Restating the data word for word is all that is required.

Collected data
==*==

use serde::{Deserialize, Deserializer, Serialize};
use serde_json::{Map, Value};

pub type MovieId = i64;

/// Metascore values the dataset uses for "no score".
pub const METASCORE_NOT_AVAILABLE: &str = "N/A";

/// A single movie as it appears in the dataset document.
///
/// The fields the service queries on are typed; every other attribute
/// (genre, director, plot, ...) is kept verbatim in `extra` and written
/// back out on serialization.
#[derive(Clone, Debug, PartialEq, Serialize, Deserialize)]
pub struct MovieRecord {
    #[serde(rename = "Movie_ID")]
    pub movie_id: MovieId,
    #[serde(rename = "Title")]
    pub title: String,
    #[serde(rename = "Rated", default, deserialize_with = "null_as_empty")]
    pub rated: String,
    #[serde(rename = "Metascore", default, deserialize_with = "metascore_text")]
    pub metascore: String,
    #[serde(
        rename = "Released",
        alias = "Release_Date",
        alias = "ReleaseDate",
        default,
        deserialize_with = "null_as_empty"
    )]
    pub release_date: String,
    #[serde(flatten)]
    pub extra: Map<String, Value>,
}

impl MovieRecord {
    pub fn new(movie_id: MovieId, title: impl Into<String>, rated: impl Into<String>) -> Self {
        Self {
            movie_id,
            title: title.into(),
            rated: rated.into(),
            metascore: String::new(),
            release_date: String::new(),
            extra: Map::new(),
        }
    }

    pub fn with_metascore(mut self, metascore: impl Into<String>) -> Self {
        self.metascore = metascore.into();
        self
    }

    pub fn has_metascore(&self) -> bool {
        has_metascore(&self.metascore)
    }

    pub fn is_metascore_blank(&self) -> bool {
        is_blank_metascore(&self.metascore)
    }
}

/// Empty or "N/A".
pub fn is_blank_metascore(metascore: &str) -> bool {
    metascore.is_empty() || metascore == METASCORE_NOT_AVAILABLE
}

pub fn has_metascore(metascore: &str) -> bool {
    !is_blank_metascore(metascore)
}

fn null_as_empty<'de, D>(deserializer: D) -> Result<String, D::Error>
where
    D: Deserializer<'de>,
{
    Ok(Option::<String>::deserialize(deserializer)?.unwrap_or_default())
}

// Metascore shows up as "74", 74 or null depending on the export.
fn metascore_text<'de, D>(deserializer: D) -> Result<String, D::Error>
where
    D: Deserializer<'de>,
{
    let raw = Value::deserialize(deserializer)?;
    Ok(match raw {
        Value::Null => String::new(),
        Value::String(s) => s,
        other => other.to_string(),
    })
}

#[cfg(test)]
mod tests {
    use super::*;
    use serde_json::json;

    #[test]
    fn metascore_accepts_text_number_and_null() {
        let text: MovieRecord =
            serde_json::from_value(json!({"Movie_ID": 1, "Title": "A", "Metascore": "74"})).unwrap();
        let number: MovieRecord =
            serde_json::from_value(json!({"Movie_ID": 2, "Title": "B", "Metascore": 81})).unwrap();
        let null: MovieRecord =
            serde_json::from_value(json!({"Movie_ID": 3, "Title": "C", "Metascore": null})).unwrap();
        let missing: MovieRecord =
            serde_json::from_value(json!({"Movie_ID": 4, "Title": "D"})).unwrap();

        assert_eq!(text.metascore, "74");
        assert_eq!(number.metascore, "81");
        assert_eq!(null.metascore, "");
        assert_eq!(missing.metascore, "");
    }

    #[test]
    fn metascore_blank_rules() {
        assert!(is_blank_metascore(""));
        assert!(is_blank_metascore("N/A"));
        assert!(!is_blank_metascore("0"));
        assert!(has_metascore("58"));
        assert!(!has_metascore("N/A"));
    }

    #[test]
    fn unknown_attributes_survive_serialization() {
        let doc = json!({
            "Movie_ID": 7,
            "Title": "Heat",
            "Rated": "R",
            "Released": "15 Dec 1995",
            "Director": "Michael Mann",
            "Genre": "Crime, Drama"
        });
        let rec: MovieRecord = serde_json::from_value(doc).unwrap();
        assert_eq!(rec.release_date, "15 Dec 1995");
        assert_eq!(rec.extra.get("Director"), Some(&json!("Michael Mann")));

        let back = serde_json::to_value(&rec).unwrap();
        assert_eq!(back["Genre"], json!("Crime, Drama"));
        assert_eq!(back["Movie_ID"], json!(7));
    }

    #[test]
    fn null_rating_and_release_date_read_as_empty() {
        let rec: MovieRecord = serde_json::from_value(
            json!({"Movie_ID": 1, "Title": "A", "Rated": null, "Released": null}),
        )
        .unwrap();
        assert_eq!(rec.rated, "");
        assert_eq!(rec.release_date, "");
    }

    #[test]
    fn release_date_aliases() {
        let rec: MovieRecord = serde_json::from_value(
            json!({"Movie_ID": 1, "Title": "A", "Release_Date": "2010-07-16"}),
        )
        .unwrap();
        assert_eq!(rec.release_date, "2010-07-16");
    }

    #[test]
    fn title_and_id_are_required() {
        assert!(serde_json::from_value::<MovieRecord>(json!({"Title": "A"})).is_err());
        assert!(serde_json::from_value::<MovieRecord>(json!({"Movie_ID": 1})).is_err());
    }
}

==*==

WRITTEN SOLUTION
use serde::{Deserialize, Deserializer, Serialize};
use serde_json::{Map, Value};

pub type MovieId = i64;

/// Metascore values the dataset uses for "no score".
pub const METASCORE_NOT_AVAILABLE: &str = "N/A";

/// A single movie as it appears in the dataset document.
///
/// The fields the service queries on are typed; every other attribute
/// (genre, director, plot, ...) is kept verbatim in `extra` and written
/// back out on serialization.
#[derive(Clone, Debug, PartialEq, Serialize, Deserialize)]
pub struct MovieRecord {
    #[serde(rename = "Movie_ID")]
    pub movie_id: MovieId,
    #[serde(rename = "Title")]
    pub title: String,
    #[serde(rename = "Rated", default, deserialize_with = "null_as_empty")]
    pub rated: String,
    #[serde(rename = "Metascore", default, deserialize_with = "metascore_text")]
    pub metascore: String,
    #[serde(
        rename = "Released",
        alias = "Release_Date",
        alias = "ReleaseDate",
        default,
        deserialize_with = "null_as_empty"
    )]
    pub release_date: String,
    #[serde(flatten)]
    pub extra: Map<String, Value>,
}

impl MovieRecord {
    pub fn new(movie_id: MovieId, title: impl Into<String>, rated: impl Into<String>) -> Self {
        Self {
            movie_id,
            title: title.into(),
            rated: rated.into(),
            metascore: String::new(),
            release_date: String::new(),
            extra: Map::new(),
        }
    }

    pub fn with_metascore(mut self, metascore: impl Into<String>) -> Self {
        self.metascore = metascore.into();
        self
    }

    pub fn has_metascore(&self) -> bool {
        has_metascore(&self.metascore)
    }

    pub fn is_metascore_blank(&self) -> bool {
        is_blank_metascore(&self.metascore)
    }
}

/// Empty or "N/A".
pub fn is_blank_metascore(metascore: &str) -> bool {
    metascore.is_empty() || metascore == METASCORE_NOT_AVAILABLE
}

pub fn has_metascore(metascore: &str) -> bool {
    !is_blank_metascore(metascore)
}

fn null_as_empty<'de, D>(deserializer: D) -> Result<String, D::Error>
where
    D: Deserializer<'de>,
{
    Ok(Option::<String>::deserialize(deserializer)?.unwrap_or_default())
}

// Metascore shows up as "74", 74 or null depending on the export.
fn metascore_text<'de, D>(deserializer: D) -> Result<String, D::Error>
where
    D: Deserializer<'de>,
{
    let raw = Value::deserialize(deserializer)?;
    Ok(match raw {
        Value::Null => String::new(),
        Value::String(s) => s,
        other => other.to_string(),
    })
}

#[cfg(test)]
mod tests {
    use super::*;
    use serde_json::json;

    #[test]
    fn metascore_accepts_text_number_and_null() {
        let text: MovieRecord =
            serde_json::from_value(json!({"Movie_ID": 1, "Title": "A", "Metascore": "74"})).unwrap();
        let number: MovieRecord =
            serde_json::from_value(json!({"Movie_ID": 2, "Title": "B", "Metascore": 81})).unwrap();
        let null: MovieRecord =
            serde_json::from_value(json!({"Movie_ID": 3, "Title": "C", "Metascore": null})).unwrap();
        let missing: MovieRecord =
            serde_json::from_value(json!({"Movie_ID": 4, "Title": "D"})).unwrap();

        assert_eq!(text.metascore, "74");
        assert_eq!(number.metascore, "81");
        assert_eq!(null.metascore, "");
        assert_eq!(missing.metascore, "");
    }

    #[test]
    fn metascore_blank_rules() {
        assert!(is_blank_metascore(""));
        assert!(is_blank_metascore("N/A"));
        assert!(!is_blank_metascore("0"));
        assert!(has_metascore("58"));
        assert!(!has_metascore("N/A"));
    }

    #[test]
    fn unknown_attributes_survive_serialization() {
        let doc = json!({
            "Movie_ID": 7,
            "Title": "Heat",
            "Rated": "R",
            "Released": "15 Dec 1995",
            "Director": "Michael Mann",
            "Genre": "Crime, Drama"
        });
        let rec: MovieRecord = serde_json::from_value(doc).unwrap();
        assert_eq!(rec.release_date, "15 Dec 1995");
        assert_eq!(rec.extra.get("Director"), Some(&json!("Michael Mann")));

        let back = serde_json::to_value(&rec).unwrap();
        assert_eq!(back["Genre"], json!("Crime, Drama"));
        assert_eq!(back["Movie_ID"], json!(7));
    }

    #[test]
    fn null_rating_and_release_date_read_as_empty() {
        let rec: MovieRecord = serde_json::from_value(
            json!({"Movie_ID": 1, "Title": "A", "Rated": null, "Released": null}),
        )
        .unwrap();
        assert_eq!(rec.rated, "");
        assert_eq!(rec.release_date, "");
    }

    #[test]
    fn release_date_aliases() {
        let rec: MovieRecord = serde_json::from_value(
            json!({"Movie_ID": 1, "Title": "A", "Release_Date": "2010-07-16"}),
        )
        .unwrap();
        assert_eq!(rec.release_date, "2010-07-16");
    }

    #[test]
    fn title_and_id_are_required() {
        assert!(serde_json::from_value::<MovieRecord>(json!({"Title": "A"})).is_err());
        assert!(serde_json::from_value::<MovieRecord>(json!({"Movie_ID": 1})).is_err());
    }
}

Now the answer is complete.